In this case, the couple had two children, a boy aged 15, and a girl aged 11. When they separated after more than 22 years marriage, among the many issues to be sorted was which of them was to have primary residence of each of the children.
When they first split up in the fall of 2011, both children remained with the mother. However, at one point the 15-year old son got into an argument with her, and she was charged with assault (though subsequently acquitted at trial more than a year later). The son then moved in with the father, while the daughter stayed with the mother. The father’s existing child support obligations were adjusted accordingly, through proper legal means.
However during the 2012 Christmas break – and without explanation – the son moved back with the mother. As the court pointed out:
The son’s return to reside with his Mother has upset the Father. The Husband has unfortunately taken some drastic and unreasonable self help.
Specifically, the father retaliated by refusing to return most of his son’s belongings to the mother, including his winter coat, school uniforms, Health Card. He also unilaterally reduced his child support payments, and cut off the mother’s spousal
support payments altogether. The father and son also stopped talking to each other.
The mother was therefore prompted to bring a motion to court to have her full support entitlement restored.
Yet despite the rift and acrimony with his son, in court the father indicated he still wanted the boy to come live with him. He claimed that the mother had “psychological and emotional issues” that prevented her from being a good caregiver, and that she was volatile, erratic, and sometimes violent.
In assessing the scenario, the court pointed that the parents had previously allowed the son to choose who he lived with, so the father’s motives in trying to impose new arrangements at this stage were suspect:
[the son] is 15 years old. Given the history of this matter, [he] appears to be capable of making up his own mind as to where he will reside. He chose to live with his Mother until the assault took place. Then he chose to live with his Father. Then he chose to move back in with his Mother. Although with some bitterness and disagreement over access, the parties have, until now, respected [his] wishes as to his primary residence.
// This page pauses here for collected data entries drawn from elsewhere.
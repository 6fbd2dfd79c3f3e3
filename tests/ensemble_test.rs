use std::io::Write;

use ppe_ensemble::compliance::{AlertType, ComplianceLevel};
use ppe_ensemble::{
    AggregationMethod, Category, Detector, DetectorError, DetectorRegistry, Engine, EngineConfig,
    Frame, FrameRecord, ModelWeights, RawBox,
};

struct MockDetector {
    boxes: Vec<RawBox>,
}

impl Detector for MockDetector {
    fn infer(&mut self, _frame: &Frame<'_>) -> Result<Vec<RawBox>, DetectorError> {
        Ok(self.boxes.clone())
    }
}

struct BrokenDetector;

impl Detector for BrokenDetector {
    fn infer(&mut self, _frame: &Frame<'_>) -> Result<Vec<RawBox>, DetectorError> {
        Err(DetectorError::Inference("weights file corrupted".into()))
    }
}

fn mock(boxes: &[(usize, f32, f32, f32, f32, f32)]) -> MockDetector {
    MockDetector {
        boxes: boxes.iter().copied().map(RawBox::from).collect(),
    }
}

const FRAME: Frame<'static> = Frame {
    pixels: &[],
    width: 640,
    height: 640,
};

#[test]
fn test_two_model_end_to_end() {
    let mut registry = DetectorRegistry::new();
    // class indices: 0 helmet, 2 person
    registry.register(
        "a.pt",
        mock(&[(2, 0.9, 0.0, 0.0, 10.0, 10.0), (0, 0.8, 1.0, 1.0, 5.0, 5.0)]),
    );
    registry.register("b.pt", mock(&[(2, 0.85, 1.0, 1.0, 11.0, 11.0)]));
    let config = EngineConfig {
        model_weights: ModelWeights::new([("a.pt", 0.6), ("b.pt", 0.4)]).unwrap(),
        iou_threshold: 0.45,
        ..EngineConfig::default()
    };
    let engine = Engine::new(registry, config).unwrap();

    let payload = engine.process(&FRAME, true);
    assert!(payload.success);
    assert!(payload.ensemble_mode);
    assert!(!payload.is_degraded());
    assert_eq!(payload.detections.len(), 2);

    let person = payload
        .detections
        .iter()
        .find(|d| d.class_name == Category::Person)
        .unwrap();
    assert!(person.confidence >= 0.85 && person.confidence <= 0.9);
    assert_eq!(person.contributing_models, ["a.pt", "b.pt"]);

    let helmet = payload
        .detections
        .iter()
        .find(|d| d.class_name == Category::Helmet)
        .unwrap();
    assert_eq!(helmet.contributing_models, ["a.pt"]);
    assert_eq!(helmet.confidence, 0.8);
    assert_eq!(helmet.bbox.to_tlbr(), [1.0, 1.0, 5.0, 5.0]);

    let stats = payload.statistics.as_ref().unwrap();
    assert_eq!(stats.total_persons, 1);
    assert_eq!(stats.with_helmet, 1);
    assert_eq!(stats.compliance_rate, 100.0);
    assert_eq!(stats.compliance_level, ComplianceLevel::Compliant);
    assert_eq!(stats.alert_type, AlertType::None);
    assert_eq!(stats.model_used, "ensemble:a.pt,b.pt");
    assert!(stats.total_ms >= stats.inference_ms);

    let record = FrameRecord::from_payload(&payload).unwrap().unwrap();
    assert!(record.ensemble_mode);
    assert_eq!(record.aggregation_method, "weighted_fusion");
}

#[test]
fn test_single_adapter_ensemble_reproduces_raw_output() {
    let boxes = [
        (2, 0.9, 0.0, 0.0, 10.0, 10.0),
        (2, 0.7, 0.5, 0.5, 10.5, 10.5),
        (3, 0.6, 2.0, 2.0, 8.0, 9.0),
    ];
    let mut registry = DetectorRegistry::new();
    registry.register("best.pt", mock(&boxes));
    let engine = Engine::new(registry, EngineConfig::default()).unwrap();

    let payload = engine.process(&FRAME, true);
    assert!(payload.success);
    assert!(!payload.ensemble_mode);
    assert_eq!(payload.model_used, "best.pt");
    assert_eq!(payload.diagnostics.aggregation_method, "single");

    let mut got: Vec<(Category, f32, [f32; 4])> = payload
        .detections
        .iter()
        .map(|d| (d.class_name, d.confidence, d.bbox.to_tlbr()))
        .collect();
    got.sort_by(|a, b| b.1.total_cmp(&a.1));
    let expected: Vec<(Category, f32, [f32; 4])> = boxes
        .iter()
        .map(|&(c, conf, x1, y1, x2, y2)| {
            (Category::from_index(c).unwrap(), conf, [x1, y1, x2, y2])
        })
        .collect();
    assert_eq!(got, expected);
    assert!(payload.detections.iter().all(|d| d.num_votes == 1));
}

#[test]
fn test_no_models_yields_failed_payload() {
    let engine = Engine::new(DetectorRegistry::new(), EngineConfig::default()).unwrap();
    let payload = engine.process(&FRAME, true);
    assert!(!payload.success);
    assert!(payload.reason.is_some());
    assert!(payload.statistics.is_none());
    assert!(payload.ensemble_mode);

    let value = serde_json::to_value(&payload).unwrap();
    assert_eq!(value["success"], false);
    assert!(value.get("statistics").is_none());
}

#[test]
fn test_failed_model_is_excluded_and_reported() {
    let mut registry = DetectorRegistry::new();
    registry.register("a.pt", mock(&[(2, 0.9, 0.0, 0.0, 10.0, 10.0)]));
    registry.register("b.pt", BrokenDetector);
    registry.register("c.pt", mock(&[(2, 0.8, 0.0, 0.0, 10.0, 10.0)]));
    let engine = Engine::new(registry, EngineConfig::default()).unwrap();

    let payload = engine.process(&FRAME, true);
    assert!(payload.success);
    assert!(payload.is_degraded());
    assert_eq!(payload.diagnostics.failed_models, ["b.pt"]);
    assert_eq!(payload.model_used, "ensemble:a.pt,c.pt");
    assert_eq!(payload.detections.len(), 1);
    assert_eq!(payload.diagnostics.per_model_latency_ms.len(), 3);
    // no helmet on the only person
    let stats = payload.statistics.unwrap();
    assert_eq!(stats.compliance_level, ComplianceLevel::Critical);
    assert_eq!(stats.alert_type, AlertType::Critical);
}

#[test]
fn test_invalid_boxes_are_dropped_not_fatal() {
    let mut registry = DetectorRegistry::new();
    registry.register(
        "best.pt",
        mock(&[
            (2, 0.9, 0.0, 0.0, 10.0, 10.0),
            (0, 1.5, 1.0, 1.0, 5.0, 5.0),
            (0, 0.9, 5.0, 5.0, 1.0, 1.0),
            (11, 0.9, 1.0, 1.0, 5.0, 5.0),
        ]),
    );
    let engine = Engine::new(registry, EngineConfig::default()).unwrap();
    let payload = engine.process(&FRAME, false);
    assert!(payload.success);
    assert_eq!(payload.detections.len(), 1);
    assert_eq!(payload.diagnostics.invalid_detections, 3);
}

#[test]
fn test_weighted_voting_from_config_file() {
    let mut file = tempfile::NamedTempFile::new().unwrap();
    write!(
        file,
        r#"
primary_model = "a.pt"

[model_weights]
"a.pt" = 0.6
"b.pt" = 0.4

[ensemble]
aggregation_method = "weighted_voting"
min_votes = 2

[compliance]
required = {{ helmet = 1.0, vest = 1.0 }}
"#
    )
    .unwrap();
    let config = EngineConfig::load_from(Some(file.path())).unwrap();
    assert_eq!(config.aggregation_method, AggregationMethod::WeightedVoting);

    let mut registry = DetectorRegistry::new();
    registry.register(
        "a.pt",
        mock(&[(2, 0.9, 0.0, 0.0, 10.0, 10.0), (3, 0.7, 1.0, 3.0, 9.0, 8.0)]),
    );
    registry.register(
        "b.pt",
        mock(&[(2, 0.8, 0.5, 0.0, 10.5, 10.0), (0, 0.6, 2.0, 0.0, 6.0, 2.0)]),
    );
    let engine = Engine::new(registry, config).unwrap();

    let payload = engine.process(&FRAME, true);
    // vest and helmet were each seen by one model only
    assert_eq!(payload.detections.len(), 1);
    let stats = payload.statistics.unwrap();
    assert_eq!(stats.total_persons, 1);
    assert_eq!(stats.with_vest, 0);
    assert_eq!(stats.with_helmet, 0);
    assert_eq!(stats.compliance_level, ComplianceLevel::Critical);
    assert_eq!(payload.diagnostics.aggregation_method, "weighted_voting");
}

#[test]
fn test_unknown_weight_in_config_is_rejected() {
    let config = EngineConfig::from_toml_str(
        r#"
[model_weights]
"ghost.pt" = 1.0
"#,
    )
    .unwrap();
    let mut registry = DetectorRegistry::new();
    registry.register("best.pt", mock(&[]));
    assert!(Engine::new(registry, config).is_err());
}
The Husband is no longer content to permit his son to determine with which parent he resides. The Husband now seeks to take him away from the Mother, a decision which the son made on his own.
The Father’s tying this decision by his son to financial support to the Wife and to child support is somewhat troubling and may be an indication there may be financial issues behind the Father’s motivation to get his son back to reside with him.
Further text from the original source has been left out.